### WORK REQUIRED
Pull every line containing "validate" from the listing.

--*--

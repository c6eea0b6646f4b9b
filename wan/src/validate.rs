use crate::{
    constants::{
        MAX_PALETTE_COLORS, PALETTE_OFFSET_BASE, PALETTE_SLOT_4BPP_BASE, PALETTE_SLOT_8BPP_BASE,
        PALETTE_SLOT_COLOR_COUNT, PALETTE_SLOT_COUNT,
    },
    error::ConsistencyIssue,
    resolution::{Resolution, FALLBACK_DIMENSIONS},
    types::{AssemblyMode, BitDepth, Sprite, SpriteCategory},
};

/// Shared file kinds that other sprites link against.
#[derive(Debug, Clone, Copy, PartialEq, Eq)]
pub enum BaseKind {
    /// 8-bit pixels and palette only.
    ImageBase,
    /// Descriptors and animations only.
    AnimationBase,
    /// Complete 4-bit sprite whose palette slots other 4-bit sprites borrow.
    FourBitBase,
}

/// Which shared file must be loaded alongside this one.
#[derive(Debug, Clone, Copy, PartialEq, Eq)]
pub enum RequiredBase {
    Animation,
    Image,
    FourBit,
}

#[derive(Debug, Clone, PartialEq, Eq, Default)]
pub struct ValidationReport {
    pub issues: Vec<ConsistencyIssue>,
    pub base_kind: Option<BaseKind>,
    pub requires_base: Option<RequiredBase>,
    /// Some descriptor draws a discrete chunk instead of tile memory.
    pub chunk_mode: bool,
}

impl ValidationReport {
    pub fn is_consistent(&self) -> bool {
        self.issues.is_empty()
    }
}

const MAX_U16_COUNT: usize = u16::MAX as usize;

fn palette_slot_base(bit_depth: BitDepth) -> usize {
    match bit_depth {
        BitDepth::Four => PALETTE_SLOT_4BPP_BASE,
        BitDepth::Eight => PALETTE_SLOT_8BPP_BASE,
    }
}

fn descriptor_dimensions(resolution: Resolution) -> (usize, usize) {
    resolution.dimensions().unwrap_or(FALLBACK_DIMENSIONS)
}

impl Sprite {
    pub fn base_kind(&self) -> Option<BaseKind> {
        if self.info.category != SpriteCategory::Shared {
            return None;
        }

        let has_chunks = !self.chunks.is_empty();
        let has_descriptors = !self.frame_descriptors.is_empty();
        let has_sequences = !self.anim_sequences.is_empty();

        match self.info.bit_depth {
            BitDepth::Four if has_chunks && has_descriptors && has_sequences => {
                Some(BaseKind::FourBitBase)
            }
            _ if !has_chunks && has_descriptors && has_sequences => Some(BaseKind::AnimationBase),
            BitDepth::Eight if has_chunks && !has_descriptors && !has_sequences => {
                Some(BaseKind::ImageBase)
            }
            _ => None,
        }
    }

    /// Checks everything the game relies on that the file format cannot express.
    pub fn validate(&self) -> ValidationReport {
        let mut issues = vec![];

        let info = &self.info;
        let bit_depth = info.bit_depth;
        let palette_count = self.palette.len();

        let base_kind = self.base_kind();
        let is_image_base = base_kind == Some(BaseKind::ImageBase);
        let is_animation_base = base_kind == Some(BaseKind::AnimationBase);
        let is_four_bit_base = base_kind == Some(BaseKind::FourBitBase);
        let is_blank = self.chunks.is_empty()
            && self.frame_descriptors.is_empty()
            && self.anim_sequences.is_empty();

        if !is_animation_base && !is_blank && self.chunks.is_empty() {
            issues.push(ConsistencyIssue::Missing { what: "chunk" });
        }

        if !is_image_base && !is_blank {
            [
                (self.frame_descriptors.is_empty(), "frame descriptor"),
                (self.frame_groups.is_empty(), "frame group"),
                (self.anim_sequences.is_empty(), "animation sequence"),
                (self.anim_groups.is_empty(), "animation group"),
            ]
            .into_iter()
            .filter(|(missing, _)| *missing)
            .for_each(|(_, what)| issues.push(ConsistencyIssue::Missing { what }));
        }

        [
            (self.chunks.len(), "chunks"),
            (self.frame_groups.len(), "frame groups"),
            (self.anim_groups.len(), "animation groups"),
        ]
        .into_iter()
        .filter(|(count, _)| *count > MAX_U16_COUNT)
        .for_each(|(count, what)| issues.push(ConsistencyIssue::TooMany { what, count }));

        let mut available_blocks = 0;

        for (chunk_index, chunk) in self.chunks.iter().enumerate() {
            if chunk.is_empty() {
                continue;
            }

            if Resolution::from_dimensions(chunk.width, chunk.height).is_none() {
                issues.push(ConsistencyIssue::InvalidChunkSize {
                    chunk: chunk_index,
                    width: chunk.width,
                    height: chunk.height,
                });
            }

            available_blocks += bit_depth.memory_blocks(chunk.width, chunk.height);
        }

        let mut required_blocks = 0;
        let mut memory_used = 0;
        let mut uses_tile_memory = false;
        let mut chunk_mode = false;

        for (descriptor_index, descriptor) in self.frame_descriptors.iter().enumerate() {
            let (width, height) = descriptor_dimensions(descriptor.resolution);
            let blocks = bit_depth.memory_blocks(width, height);
            let end = descriptor.memory_offset as usize + blocks;

            if descriptor.is_assembled() {
                uses_tile_memory = true;
                required_blocks = required_blocks.max(end);
            } else {
                chunk_mode = true;

                let in_range = descriptor
                    .chunk()
                    .is_some_and(|chunk| chunk < self.chunks.len());

                if !in_range {
                    issues.push(ConsistencyIssue::ChunkOutOfRange {
                        descriptor: descriptor_index,
                        chunk: descriptor.chunk_index,
                        count: self.chunks.len(),
                    });
                }
            }

            memory_used = memory_used.max(end);
        }

        let tiles_mode = uses_tile_memory && !chunk_mode;

        if tiles_mode && !is_animation_base {
            if info.assembly_mode != AssemblyMode::Tiles {
                issues.push(ConsistencyIssue::TilesModeNotSet);
            }

            if available_blocks < required_blocks {
                issues.push(ConsistencyIssue::TileMemoryDeficit {
                    required: required_blocks,
                    available: available_blocks,
                });
            }
        }

        for (group_index, group) in self.frame_groups.iter().enumerate() {
            if group.frames.is_empty() {
                issues.push(ConsistencyIssue::EmptyFrameGroup { group: group_index });
            }

            group
                .frames
                .iter()
                .filter(|&&descriptor| descriptor >= self.frame_descriptors.len())
                .for_each(|&descriptor| {
                    issues.push(ConsistencyIssue::FrameDescriptorOutOfRange {
                        group: group_index,
                        descriptor,
                        count: self.frame_descriptors.len(),
                    })
                });
        }

        for (sequence_index, sequence) in self.anim_sequences.iter().enumerate() {
            for (frame_index, frame) in sequence.frames.iter().enumerate() {
                if frame.is_null() {
                    issues.push(ConsistencyIssue::NullFrameInSequence {
                        sequence: sequence_index,
                        frame: frame_index,
                    });
                }

                // past the end is a blank frame in tiles mode
                if !tiles_mode && frame.frame_group as usize >= self.frame_groups.len() {
                    issues.push(ConsistencyIssue::FrameGroupOutOfRange {
                        sequence: sequence_index,
                        frame: frame_index,
                        frame_group: frame.frame_group,
                        count: self.frame_groups.len(),
                    });
                }
            }
        }

        let mut referenced = vec![false; self.anim_sequences.len()];

        for (group_index, group) in self.anim_groups.iter().enumerate() {
            for &sequence in &group.sequences {
                match referenced.get_mut(sequence) {
                    Some(seen) => *seen = true,
                    None => issues.push(ConsistencyIssue::SequenceOutOfRange {
                        group: group_index,
                        sequence,
                        count: self.anim_sequences.len(),
                    }),
                }
            }
        }

        referenced
            .iter()
            .enumerate()
            .filter(|(_, seen)| !**seen)
            .for_each(|(sequence, _)| {
                issues.push(ConsistencyIssue::UnreferencedSequence { sequence })
            });

        if palette_count > MAX_PALETTE_COLORS {
            issues.push(ConsistencyIssue::PaletteTooLarge {
                count: palette_count,
            });
        }

        if palette_count % PALETTE_SLOT_COLOR_COUNT != 0 {
            issues.push(ConsistencyIssue::PartialPaletteSlot {
                count: palette_count,
            });
        }

        if info.max_colors_used as usize > palette_count {
            issues.push(ConsistencyIssue::MaxColorsAbovePalette {
                max_colors_used: info.max_colors_used,
                count: palette_count,
            });
        }

        let slot_base = palette_slot_base(bit_depth);

        let allowed_colors = if is_four_bit_base || is_image_base {
            Some(slot_base * PALETTE_SLOT_COLOR_COUNT)
        } else if !is_animation_base {
            Some((PALETTE_SLOT_COUNT - slot_base) * PALETTE_SLOT_COLOR_COUNT)
        } else {
            None
        };

        if let Some(allowed) = allowed_colors {
            if info.max_colors_used as usize > allowed {
                issues.push(ConsistencyIssue::ColorBudgetExceeded {
                    used: info.max_colors_used,
                    allowed,
                });
            }
        }

        let expected_slots = match bit_depth {
            BitDepth::Eight => 1,
            BitDepth::Four => info.max_colors_used / PALETTE_SLOT_COLOR_COUNT as u16,
        };

        if info.palette_slots_used != expected_slots && !is_image_base && !is_four_bit_base {
            issues.push(ConsistencyIssue::PaletteSlotsMismatch {
                actual: info.palette_slots_used,
                expected: expected_slots,
            });
        }

        if (info.max_memory_used as usize) < memory_used {
            issues.push(ConsistencyIssue::MemoryBudgetExceeded {
                declared: info.max_memory_used,
                required: memory_used,
            });
        }

        ValidationReport {
            issues,
            base_kind,
            requires_base: self.required_base(base_kind),
            chunk_mode,
        }
    }

    fn required_base(&self, base_kind: Option<BaseKind>) -> Option<RequiredBase> {
        match base_kind {
            Some(BaseKind::ImageBase) => return Some(RequiredBase::Animation),
            Some(BaseKind::AnimationBase) => return Some(RequiredBase::Image),
            Some(BaseKind::FourBitBase) => return None,
            None => (),
        }

        let bit_depth = self.info.bit_depth;
        let slot_base = palette_slot_base(bit_depth) as i32;

        let borrows_slot = self
            .frame_descriptors
            .iter()
            .filter(|descriptor| bit_depth == BitDepth::Eight || descriptor.absolute_palette)
            .any(|descriptor| {
                let slot = (descriptor.palette_offset as i32 - PALETTE_OFFSET_BASE as i32)
                    .div_euclid(PALETTE_SLOT_COLOR_COUNT as i32);

                slot < slot_base
            });

        if !borrows_slot {
            return None;
        }

        match bit_depth {
            BitDepth::Eight => Some(RequiredBase::Image),
            BitDepth::Four => Some(RequiredBase::FourBit),
        }
    }
}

--*--

### TASK SOLUTION
filename wan/src/validate.rs
    pub fn validate(&self) -> ValidationReport {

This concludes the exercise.